STEPHANIE VON FRANKENBERG

■ betr.: „Mythos Milch“,taz vom 29. 5. 09

Keine Lappalie

Im Artikel klingt es beinahe so, als wäre der Konsum von Milch etwas Schädliches. Der Vergleich mit der höheren Lebenserwartung der Italiener aufgrund ihres Konsums von ungesättigten Fettsäuren anstelle von Milchprodukten ist nicht haltbar. Dass die Deutschen zu Übergewicht neigen, liegt am Mangel an Bewegung, am Konsum von Alkohol und Süßkram sowie Fast Food.
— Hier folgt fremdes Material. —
//! Conversation lifecycle orchestration.
//!
//! `ConversationController` owns the single active conversation and is the
//! component every other layer talks to. All mutating operations end with an
//! explicit, synchronous persistence call; there is no implicit
//! save-on-render anywhere.

use crate::context;
use crate::conversation::Conversation;
use crate::error::{ChatError, Result};
use crate::message::{Message, MessageIdGenerator};
use crate::repository::SessionRepository;
use crate::store::{ACTIVE_CONVERSATION_KEY, PersistentStore};
use serde::{Deserialize, Serialize};
use std::sync::Arc;

/// Durable shape of the active-conversation slot.
///
/// Deliberately minimal (`{id, messages}`): the title and timestamps are
/// re-derivable, and a blank conversation exists nowhere else.
#[derive(Debug, Serialize, Deserialize)]
struct ActivePointer {
    id: String,
    messages: Vec<Message>,
}

/// A validated, ready-to-send request against the remote assistant.
///
/// Produced by [`ConversationController::prepare_request`]; the caller
/// performs the remote call and hands the outcome back through
/// [`ConversationController::complete_request`].
#[derive(Debug)]
pub struct OutboundRequest {
    /// Id of the conversation the request belongs to.
    pub conversation_id: String,
    /// The bounded prompt text to send.
    pub prompt: String,
}

/// Orchestrates session creation, switching, deletion, and save-on-update.
///
/// Holds exactly one *active* conversation at a time; this is the only
/// mutable shared state in the core. While a remote request is outstanding,
/// new outgoing requests are rejected, and a result is applied only if its
/// conversation is still the active one.
pub struct ConversationController {
    repository: SessionRepository,
    store: Arc<dyn PersistentStore>,
    ids: MessageIdGenerator,
    active: Conversation,
    in_flight: Option<String>,
}

impl ConversationController {
    /// Creates a controller, restoring history and the active conversation
    /// from the store.
    ///
    /// A missing or malformed active-pointer slot falls back to a fresh
    /// blank conversation; this constructor never fails.
    pub fn new(store: Arc<dyn PersistentStore>) -> Self {
        let repository = SessionRepository::new(store.clone());
        let mut ids = MessageIdGenerator::new();

        let active = Self::restore_active(store.as_ref(), &repository)
            .unwrap_or_else(|| Conversation::new(ids.next_id()));

        let mut controller = Self {
            repository,
            store,
            ids,
            active,
            in_flight: None,
        };
        controller.save_active_pointer();
        controller
    }

    fn restore_active(
        store: &dyn PersistentStore,
        repository: &SessionRepository,
    ) -> Option<Conversation> {
        let raw = match store.get(ACTIVE_CONVERSATION_KEY) {
            Ok(Some(raw)) => raw,
            Ok(None) => return None,
            Err(e) => {
                tracing::warn!("Failed to read active conversation pointer: {e}");
                return None;
            }
        };

        let pointer: ActivePointer = match serde_json::from_str(&raw) {
            Ok(pointer) => pointer,
            Err(e) => {
                tracing::warn!("Malformed active conversation pointer, starting fresh: {e}");
                return None;
            }
        };

        if pointer.messages.is_empty() {
            tracing::warn!("Active conversation pointer holds no messages, starting fresh");
            return None;
        }

        // Promoted conversations carry their title and timestamps in the
        // repository; blank ones exist only in the pointer slot.
        match repository.find(&pointer.id) {
            Some(record) => Some(record.clone()),
            None => Some(Conversation::from_parts(pointer.id, pointer.messages)),
        }
    }

    /// The currently active conversation.
    pub fn active(&self) -> &Conversation {
        &self.active
    }

    /// All persisted conversations, most-recently-updated first.
    pub fn list_conversations(&self) -> &[Conversation] {
        self.repository.list_all()
    }

    /// Whether a remote request is currently outstanding.
    pub fn is_busy(&self) -> bool {
        self.in_flight.is_some()
    }

    /// Creates a fresh conversation with one assistant greeting and makes it
    /// active.
    ///
    /// The new conversation is persisted to the active-pointer slot only; it
    /// enters the history collection once a user message is appended, so
    /// blank conversations never pollute the session list.
    pub fn start_new_conversation(&mut self) -> &Conversation {
        self.active = Conversation::new(self.ids.next_id());
        self.save_active_pointer();
        &self.active
    }

    /// Switches to an existing blank conversation instead of creating a new
    /// one; creates a fresh conversation only when no blank one exists.
    ///
    /// Repeated "new chat" requests without any typing therefore never
    /// accumulate empty conversations.
    pub fn reset_to_blank_or_new(&mut self) -> &Conversation {
        if self.active.is_blank() {
            return &self.active;
        }
        if let Some(blank) = self.repository.find_blank().cloned() {
            self.active = blank;
            self.save_active_pointer();
            return &self.active;
        }
        self.start_new_conversation()
    }

    /// Makes the stored conversation with the given id active.
    ///
    /// Returns [`ChatError::NotFound`] and leaves all state untouched when
    /// the id is unknown.
    pub fn switch_to(&mut self, id: &str) -> Result<&Conversation> {
        let record = self
            .repository
            .find(id)
            .cloned()
            .ok_or_else(|| ChatError::not_found("Conversation", id))?;

        self.active = record;
        self.save_active_pointer();
        Ok(&self.active)
    }

    /// Appends a user message to the active conversation.
    ///
    /// The active-pointer slot is persisted immediately, so a crash
    /// mid-request does not lose the user's input. Returns
    /// [`ChatError::Validation`] when `text` is empty after trimming.
    pub fn append_user_message(&mut self, text: &str) -> Result<Message> {
        let trimmed = text.trim();
        if trimmed.is_empty() {
            return Err(ChatError::validation("message text is empty"));
        }

        let message = Message::user(self.ids.next_id(), trimmed);
        self.active.push(message.clone());
        self.save_active_pointer();
        self.save_and_promote();
        Ok(message)
    }

    /// Appends an assistant reply to the active conversation.
    pub fn append_assistant_message(&mut self, text: impl Into<String>) -> Message {
        let message = Message::assistant(self.ids.next_id(), text);
        self.active.push(message.clone());
        self.save_active_pointer();
        self.save_and_promote();
        message
    }

    /// Appends a visible assistant-role error placeholder, keeping the
    /// conversation usable after a failed remote call.
    pub fn append_assistant_error(&mut self, error_text: impl AsRef<str>) -> Message {
        self.append_assistant_message(format!(
            "Sorry, something went wrong: {}",
            error_text.as_ref()
        ))
    }

    /// Deletes a conversation from history.
    ///
    /// When the deleted conversation was the active one, the
    /// most-recently-updated remaining conversation becomes active; with
    /// none remaining, the pointer slot is cleared and a fresh blank
    /// conversation is started.
    pub fn delete_conversation(&mut self, id: &str) -> Result<()> {
        self.repository.delete(id)?;

        if self.active.id == id {
            if let Some(next) = self.repository.list_all().first().cloned() {
                self.active = next;
                self.save_active_pointer();
            } else {
                if let Err(e) = self.store.remove(ACTIVE_CONVERSATION_KEY) {
                    tracing::warn!("Failed to clear active conversation pointer: {e}");
                }
                self.start_new_conversation();
            }
        }
        Ok(())
    }

    /// Validates and stages an outgoing request against the active
    /// conversation.
    ///
    /// The prompt is built from the message window *before* the new user
    /// message is appended; the message is then appended and persisted, and
    /// the in-flight guard armed. Returns [`ChatError::RequestInFlight`]
    /// while a previous request is still outstanding.
    pub fn prepare_request(&mut self, text: &str) -> Result<OutboundRequest> {
        if let Some(id) = &self.in_flight {
            return Err(ChatError::RequestInFlight(id.clone()));
        }

        let trimmed = text.trim();
        if trimmed.is_empty() {
            return Err(ChatError::validation("message text is empty"));
        }

        let prompt = context::build_prompt(&self.active.messages, trimmed);
        self.append_user_message(trimmed)?;
        self.in_flight = Some(self.active.id.clone());

        Ok(OutboundRequest {
            conversation_id: self.active.id.clone(),
            prompt,
        })
    }

    /// Applies the outcome of a remote call staged by
    /// [`prepare_request`](Self::prepare_request).
    ///
    /// Disarms the in-flight guard. A late result whose conversation is no
    /// longer active is discarded (`None`) so it cannot corrupt the wrong
    /// conversation; otherwise the reply (or a visible error placeholder)
    /// is appended and returned.
    pub fn complete_request(
        &mut self,
        conversation_id: &str,
        outcome: Result<String>,
    ) -> Option<Message> {
        if self.in_flight.as_deref() == Some(conversation_id) {
            self.in_flight = None;
        }

        if self.active.id != conversation_id {
            tracing::debug!("Discarding late reply for conversation '{conversation_id}'");
            return None;
        }

        let message = match outcome {
            Ok(reply) => self.append_assistant_message(reply),
            Err(e) => self.append_assistant_error(e.to_string()),
        };
        Some(message)
    }

    /// Promotes the active conversation into history once it has a user
    /// message: recompute the title and upsert. Blank conversations are
    /// never upserted.
    fn save_and_promote(&mut self) {
        if !self.active.has_user_message() {
            return;
        }
        self.active.refresh_title();
        if let Err(e) = self.repository.upsert(self.active.clone()) {
            tracing::warn!(
                "Failed to persist conversation '{}', keeping it in memory: {e}",
                self.active.id
            );
        }
    }

    fn save_active_pointer(&self) {
        let pointer = ActivePointer {
            id: self.active.id.clone(),
            messages: self.active.messages.clone(),
        };
        match serde_json::to_string(&pointer) {
            Ok(json) => {
                if let Err(e) = self.store.set(ACTIVE_CONVERSATION_KEY, &json) {
                    tracing::warn!("Failed to persist active conversation pointer: {e}");
                }
            }
            Err(e) => {
                tracing::warn!("Failed to encode active conversation pointer: {e}");
            }
        }
    }
}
Zudem hat die Ausschweifung über das Koch- und Kaffeeverhalten Italiens versus Deutschland überhaupt nichts mit dem Thema zu tun. Deutsche Milchbauern sind verzweifelt, und wir sollten dies nicht wie eine Lappalie behandeln. BRITTA FEUERSINGER, Berlin

■ betr.: „Zu spät“, taz vom 24. 5. 09

Kein Thema

Kurz gesagt: Wenn ein Thema kein Thema mehr ist, ist es auch für die taz kein Thema mehr. Als Ratschlag zur Pressearbeit an linke und bewegte Kreise kann ich das sogar nachvollziehen. Als Selbstbeschreibung der taz irritiert es mich. Schließlich erwarte ich von meiner Zeitung, auch den „long tail“ der Nachrichtenlage anzugehen, Hintergründe darzustellen, was anderswo an der Geschwindigkeit des Tagesgeschäfts scheitert, und Themen wieder aufzunehmen, wenn es gute Gründe dafür gibt, auch wenn sie „schon durch“ sind. Also: eben nicht rein nach Standardregeln des massenmedialen Betriebs zu funktionieren. TILL WESTERMAYER, Freiburg

■ betr.: „An Biederkeit ist das nicht zu übertreffen“,taz vom 28. 5. 09

Lohnende Schulden

Wer baut denn ein Haus, ohne eine Hypothek aufzunehmen? Und wird nicht Studierenden zugemutet, dass sie ihr Studium zumindest teilweise mit Darlehen, also mit Schulden, finanzieren? Es geht nicht darum, keine Schulden zu machen, sondern es geht darum, nur Schulden zu machen, die sich auf Dauer lohnen und die man deshalb verantworten kann. Dass Politiker dem Volk vormachen, sie seien eigentlich außerordentlich sparsam, wenn sie gleichzeitig riesige Schulden machen, die nur zum Teil sinnvoll und notwendig sind, ist populistisches Theater und auf Dauer schädlich.